Finding A Therapist Part 3 or It's Time To Let Go

So I guess this is Part 3 in my "Finding A Psychologist" series.  It's the end of the series, but not the end of therapy.  I am my own therapist now and I use it every day.  For myself and to help out my family, my friends and my students.

When I first started going to therapy I couldn't wait to be finished.  I am a busy person.  Giving an hour each week, plus the co-pay, plus the drive time.  Ugh, right?  But Dr. S told me to not be so focused on the end but on the work we were doing.  Then I became used to going.  Used to hearing that I am normal.  It's nice.  I spent so much time thinking I was crazy that to have a degreed professional tell me that I am normal was amazing.  He made me realize I don't need to feel guilty all the time for being me.  That I can relax and be happy.  It has been about two and a half years since I first started seeing Dr.
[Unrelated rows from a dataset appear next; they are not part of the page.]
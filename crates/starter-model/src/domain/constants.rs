/// Prefix of stop-channel routing keys; the remainder is the build id.
pub const STOP_ROUTING_PREFIX: &str = "cmd.";

/// Channel names used in logs and metric labels.
pub mod channel {
    pub const START: &str = "start";
    pub const STOP: &str = "stop";
}
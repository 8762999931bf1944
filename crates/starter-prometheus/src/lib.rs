//! Prometheus metrics backend for the node starter.
//!
//! [`PrometheusMetrics`] implements [`starter_core::MetricsBackend`] and keeps
//! its collectors in a private [`Registry`]; expose them with [`PrometheusMetrics::gather`]
//! or [`PrometheusMetrics::encode`].
//!
//! ## Metrics
//! - `starter_builds_received_total` - Counter
//! - `starter_builds_started_total` - Counter
//! - `starter_builds_exited_total{outcome}` - Counter
//! - `starter_builds_running` - Gauge
//! - `starter_messages_rejected_total{channel, reason}` - Counter
//! - `starter_stop_requests_total` - Counter
//! - `starter_watchdog_kills_total` - Counter
//!
//! No HTTP endpoint is provided.

mod backend;
pub use backend::{MetricsError, PrometheusMetrics};

pub use prometheus::{Encoder, Registry, TextEncoder};
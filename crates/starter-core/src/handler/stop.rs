use async_trait::async_trait;
use starter_model::{StopCommand, TerminationRequest, channel};
use tracing::{Instrument, Span, debug, info, info_span, warn};

use super::{DeliveryHandler, Watchdog, refuse};
use crate::{
    error::LifecycleError,
    metrics::MetricsHandle,
    node::NodeRef,
    registry::BuildRegistry,
    transport::{Consumer, Delivery},
};

/// Handles the stop channel: graceful stop now, forced stop later.
///
/// The watchdog is armed only after a valid build id was parsed and the
/// immediate termination went through; malformed or failed stops leave
/// nothing scheduled.
pub struct StopHandler {
    registry: BuildRegistry,
    watchdog: Watchdog,
    metrics: MetricsHandle,
    span: Span,
}

impl StopHandler {
    pub fn new(
        registry: BuildRegistry,
        watchdog: Watchdog,
        metrics: MetricsHandle,
        parent: &Span,
    ) -> Self {
        Self {
            registry,
            watchdog,
            metrics,
            span: info_span!(parent: parent, "stop_handler"),
        }
    }

    /// Graceful stop; returns the request and the instance it was sent to, if any.
    async fn terminate(
        &self,
        delivery: &Delivery,
    ) -> Result<(TerminationRequest, Option<NodeRef>), LifecycleError> {
        let cmd = StopCommand::parse(&delivery.routing_key, &delivery.payload)?;
        let request = cmd.to_termination_request();
        self.metrics.record_stop_requested();

        let node = self.registry.get(&request.build_id);
        match &node {
            Some(node) => {
                node.terminate(&request).await?;
                info!(build_id = %request.build_id, stopped_by = request.actor(), "termination requested");
            }
            None => {
                info!(build_id = %request.build_id, stopped_by = request.actor(), "build is not running; nothing to terminate");
            }
        }
        Ok((request, node))
    }
}

#[async_trait]
impl DeliveryHandler for StopHandler {
    fn channel(&self) -> &'static str {
        channel::STOP
    }

    async fn handle(
        &self,
        consumer: &dyn Consumer,
        delivery: Delivery,
    ) -> Result<(), LifecycleError> {
        let span = self.span.clone();
        async {
            info!(routing_key = %delivery.routing_key, tag = delivery.tag, "received kill command");

            let (request, node) = match self.terminate(&delivery).await {
                Ok(stopped) => stopped,
                Err(e) => {
                    refuse(consumer, &delivery, channel::STOP, &e, &self.metrics).await;
                    return Err(e);
                }
            };

            if let Err(e) = consumer.ack(&delivery).await {
                warn!(build_id = %request.build_id, error = %e, "ack of stop command failed");
            }

            debug!(
                build_id = %request.build_id,
                wait_secs = self.watchdog.delay().as_secs(),
                "force-kill check scheduled"
            );
            self.watchdog.arm(request.build_id, node);
            Ok(())
        }
        .instrument(span)
        .await
    }
}
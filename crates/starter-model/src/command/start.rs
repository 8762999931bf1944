use serde::Deserialize;
use serde_json::Value;

use crate::{BuildId, LaunchRequest, ModelError};

/// Validated "start a node" command.
#[derive(Clone, Debug, PartialEq)]
pub struct StartCommand {
    pub build_id: BuildId,
    pub config: Value,
    pub enqueue_data: Value,
    pub node_api_uri: String,
}

/// Wire shape; every field optional so that absence maps onto [`ModelError::MissingField`]
/// instead of an opaque serde message. JSON `null` counts as absent.
#[derive(Deserialize)]
struct RawStartCommand {
    build_id: Option<String>,
    config: Option<Value>,
    enqueue_data: Option<Value>,
    node_api_uri: Option<String>,
}

impl StartCommand {
    /// Parse and validate a start-channel payload.
    pub fn from_slice(payload: &[u8]) -> Result<Self, ModelError> {
        let raw: RawStartCommand = serde_json::from_slice(payload)?;

        let build_id = raw.build_id.ok_or(ModelError::MissingField("build_id"))?;
        let config = raw.config.ok_or(ModelError::MissingField("config"))?;
        let enqueue_data = raw
            .enqueue_data
            .ok_or(ModelError::MissingField("enqueue_data"))?;
        let node_api_uri = raw
            .node_api_uri
            .ok_or(ModelError::MissingField("node_api_uri"))?;

        if node_api_uri.trim().is_empty() {
            return Err(ModelError::InvalidField {
                field: "node_api_uri",
                reason: "must not be empty".into(),
            });
        }

        Ok(Self {
            build_id: BuildId::new(build_id)?,
            config,
            enqueue_data,
            node_api_uri,
        })
    }

    /// Build the process launch request; the node API URI becomes the callback URI.
    pub fn to_launch_request(&self) -> LaunchRequest {
        LaunchRequest {
            build_id: self.build_id.clone(),
            config: self.config.clone(),
            enqueue_data: self.enqueue_data.clone(),
            callback_uri: self.node_api_uri.clone(),
        }
    }
}
mod env;
mod feed;

use std::sync::Arc;

use starter_core::{MemoryConsumer, Orchestrator};
use starter_exec::ProcessLauncher;
use starter_model::channel;
use starter_observe::logger_init;
use starter_prometheus::PrometheusMetrics;
use tokio::io::BufReader;
use tracing::{debug, error, info, info_span};

use crate::env::AgentConfig;

#[tokio::main]
async fn main() -> anyhow::Result<()> {
    // 1) Config
    let cfg = AgentConfig::from_env()?;

    // 2) Logger
    logger_init(&cfg.logger)?;
    info!(
        format = %cfg.logger.format,
        shutdown_node_wait_minutes = cfg.starter.shutdown_node_wait_minutes,
        watchdog_limit = ?cfg.starter.watchdog_limit,
        program = %cfg.exec.program,
        "logger initialized"
    );

    // 3) Collaborators
    let metrics = Arc::new(PrometheusMetrics::new()?);
    let start = Arc::new(MemoryConsumer::new(channel::START, cfg.channel_capacity));
    let stop = Arc::new(MemoryConsumer::new(channel::STOP, cfg.channel_capacity));
    let launcher = Arc::new(ProcessLauncher::new(cfg.exec.clone()));

    // 4) Orchestrator
    let orchestrator = Orchestrator::builder(cfg.starter.clone())
        .with_consumers(start.clone(), stop.clone())
        .with_launcher(launcher)
        .with_metrics(metrics.clone())
        .with_span(info_span!("node_starter", pid = std::process::id()))
        .build()?;
    orchestrator.start_listening().await?;

    // 5) Input
    let input = tokio::spawn(feed::pump(
        BufReader::new(tokio::io::stdin()),
        start.publisher(),
        stop.publisher(),
    ));

    info!("press Ctrl+C to stop");
    tokio::signal::ctrl_c().await?;

    input.abort();
    orchestrator.stop_listening().await?;

    let running = orchestrator.registry().build_ids();
    if !running.is_empty() {
        info!(?running, "builds still running after shutdown");
    }
    match metrics.encode() {
        Ok(text) => debug!(metrics = %text, "final metrics"),
        Err(e) => error!(error = %e, "failed to encode metrics"),
    }

    Ok(())
}
mod build_id;
pub use build_id::BuildId;

mod constants;
pub use constants::{STOP_ROUTING_PREFIX, channel};

mod request;
pub use request::{LaunchRequest, TerminationRequest};

mod outcome;
pub use outcome::ExitOutcome;

/// Identifier of the actor that requested a stop (user name, service name).
pub type Actor = String;
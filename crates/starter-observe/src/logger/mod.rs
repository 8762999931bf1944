mod config;
mod error;
mod format;
mod log;

pub use config::LoggerConfig;
pub use error::LoggerError;
pub use format::LoggerFormat;

/// Install the global subscriber described by `cfg`. Succeeds once per process.
pub fn logger_init(cfg: &LoggerConfig) -> Result<(), LoggerError> {
    match cfg.format {
        LoggerFormat::Text => log::Logger::text(cfg),
        LoggerFormat::Json => log::Logger::json(cfg),
        LoggerFormat::Journald => log::Logger::journald(cfg),
    }
}
mod builder;
pub use builder::OrchestratorBuilder;

mod dispatch;

use std::sync::Arc;

use tokio::{sync::Mutex, task::JoinHandle};
use tokio_util::sync::CancellationToken;
use tracing::{Span, debug, error, info, instrument};

use crate::{
    config::StarterConfig,
    error::{LifecycleError, TransportError},
    handler::{DeliveryHandler, StartHandler, StopHandler},
    registry::BuildRegistry,
    report::Reporter,
    transport::Consumer,
};

/// Top-level node lifecycle orchestrator.
///
/// Owns the registry, both handlers and both inbound subscriptions. Routes
/// start-channel deliveries to [`StartHandler`] and stop-channel deliveries
/// to [`StopHandler`]; holds no business logic of its own.
pub struct Orchestrator {
    consumer: Arc<dyn Consumer>,
    shutdown_consumer: Arc<dyn Consumer>,
    reporter: Arc<dyn Reporter>,
    registry: BuildRegistry,
    start: Arc<StartHandler>,
    stop: Arc<StopHandler>,
    span: Span,
    listening: Mutex<Option<Listening>>,
}

struct Listening {
    cancel: CancellationToken,
    loops: Vec<JoinHandle<()>>,
}

impl Orchestrator {
    pub fn builder(config: StarterConfig) -> OrchestratorBuilder {
        OrchestratorBuilder::new(config)
    }

    /// Registry of running builds (read-only use intended).
    pub fn registry(&self) -> &BuildRegistry {
        &self.registry
    }

    pub async fn is_listening(&self) -> bool {
        self.listening.lock().await.is_some()
    }

    /// Set up transports and reporting, then subscribe to both channels.
    ///
    /// Order: start consumer, shutdown consumer, reporter, start subscription,
    /// stop subscription. If the stop subscription fails both consumers are
    /// closed; transports that cannot reopen need a fresh orchestrator.
    #[instrument(level = "info", skip(self), parent = &self.span)]
    pub async fn start_listening(&self) -> Result<(), LifecycleError> {
        let mut listening = self.listening.lock().await;
        if listening.is_some() {
            return Err(LifecycleError::AlreadyListening);
        }

        self.consumer.setup().await?;
        self.shutdown_consumer.setup().await?;
        self.reporter.setup().await?;

        let cancel = CancellationToken::new();
        let start_rx = self.consumer.subscribe().await?;
        let start_loop = dispatch::spawn(
            start_rx,
            Arc::clone(&self.consumer),
            Arc::clone(&self.start) as Arc<dyn DeliveryHandler>,
            cancel.child_token(),
            &self.span,
        );

        let stop_rx = match self.shutdown_consumer.subscribe().await {
            Ok(rx) => rx,
            Err(e) => {
                error!(error = %e, "stop channel subscription failed; tearing down");
                cancel.cancel();
                let _ = start_loop.await;
                let _ = close(self.consumer.as_ref()).await;
                let _ = close(self.shutdown_consumer.as_ref()).await;
                return Err(e.into());
            }
        };
        let stop_loop = dispatch::spawn(
            stop_rx,
            Arc::clone(&self.shutdown_consumer),
            Arc::clone(&self.stop) as Arc<dyn DeliveryHandler>,
            cancel.child_token(),
            &self.span,
        );

        *listening = Some(Listening {
            cancel,
            loops: vec![start_loop, stop_loop],
        });
        info!("listening for start and stop commands");
        Ok(())
    }

    /// Stop dispatching and close both consumers.
    ///
    /// Exit watchers and armed watchdogs keep running; they are neither joined nor killed.
    #[instrument(level = "info", skip(self), parent = &self.span)]
    pub async fn stop_listening(&self) -> Result<(), LifecycleError> {
        info!("stopping listening. Bye, bye.");
        let Some(listening) = self.listening.lock().await.take() else {
            debug!("not listening; nothing to stop");
            return Ok(());
        };

        listening.cancel.cancel();
        for handle in listening.loops {
            if let Err(e) = handle.await {
                error!(error = %e, "dispatch loop ended abnormally");
            }
        }

        let closed = close(self.consumer.as_ref()).await;
        let shutdown_closed = close(self.shutdown_consumer.as_ref()).await;
        closed.and(shutdown_closed).map_err(LifecycleError::from)
    }
}

async fn close(consumer: &dyn Consumer) -> Result<(), TransportError> {
    consumer.close().await.inspect_err(|e| {
        error!(consumer = consumer.name(), error = %e, "failed to close consumer");
    })
}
S.  In the beginning my huge accomplishments were things like taking the boys to Crown Center.  Going for a jog by myself.  Meeting friends after work.  Gosh, just getting to work and back or to the grocery store was a big accomplishment some days!
With the help of Dr. S I learned how to tackle my fears head on.  How to stand up for myself, how to deal with issues in my life that I had taught myself to ignore.  Each session was filled with questions, answers, homework...a plan for the week or few weeks ahead.  And then...  I was okay.  I mean, I still have bad moments, bad days, bad weeks.  We all do.  But last April, on a bright, beautiful, sunshiny day, I had an appointment with Dr. S.  I was already only going about once a month.  It went like my appointments as of late had been.  He asked how I was doing, I told him things I had accomplished, ways that I was using CBT to get through my days.  He would congratulate me, tell me I was a success story.  It's a great way to spend an hour, having a doctor tell you how normal you are.  But it was time to let go.  We had already talked about the fact that he would always be there for appointments whenever I needed them.   A check in, so to speak, every few months.  I can also email him whenever I need to.  We have also chatted on the phone on days when I needed a boost.  So we talked about just going in to maintenance mode, where I would make appointments only as needed.  Great, right?  Yes, very exciting.  I got in my car, drove away, so proud of everything I had accomplished.  And burst into tears.  Happy tears.  I thought of myself those first few appointments, those first few months.  Scared.  Alone.  Uncertain.  I then thought about myself on this day.  Vibrant.  Unafraid.  No longer chicken little.  A chapter in my life was ending, had ended months ago really, and that day was the actual closing of the page.  Do I still go back to Dr. S?  Absolutely.  I have an appointment next month!  But the days of "needing" that appointment, wanting to hang out in his office all day just to feel normal, are gone.  I know that because of the tools I now have that I will NEVER be the person I was 3 years ago.



I would like to mention something that I haven't had room for yet.  When I first started seeing a psychologist I felt abnormal.  I was told, by several professionals in the field, that more people than not see a therapist, are on some sort of medication to help with anxiety, depression, etc.  The more I open up, the more I find this to be true.  I am not alone and neither are you! It's hard for me to share sometimes, I don't want anyone to think differently or less of me.  So far, all the feedback I have received is positive.  I hear how others are in the same boat, have similar fears and things holding them back.  I encourage any one reading this to share in a way you feel comfortable.  Sometimes just talking to a family member or friend, hearing that they have felt the way you have, can do a world of good.  I was also told that most therapists see a therapist.  This has stuck with me because, as other trainers can probably relate to, I tend end up being a therapist for my clients.  I feel like this is the case for trainers, massage therapists, hair stylists, etc.  I love being able to give my students sound advice, but it can also be difficult to take on their problems and then be able to let it go.  Why am I mentioning this?  I am not sure.  I just feel like it is an important piece of my story that doesn't really fit anywhere else.  I know some of my students read this, and I don't want any of you to feel like we can't talk about your day, talk about your highs and lows of the week.  I more want to share this because I think it is interesting that therapists go to therapy :)

Thank you so much for reading this series and my blog in general!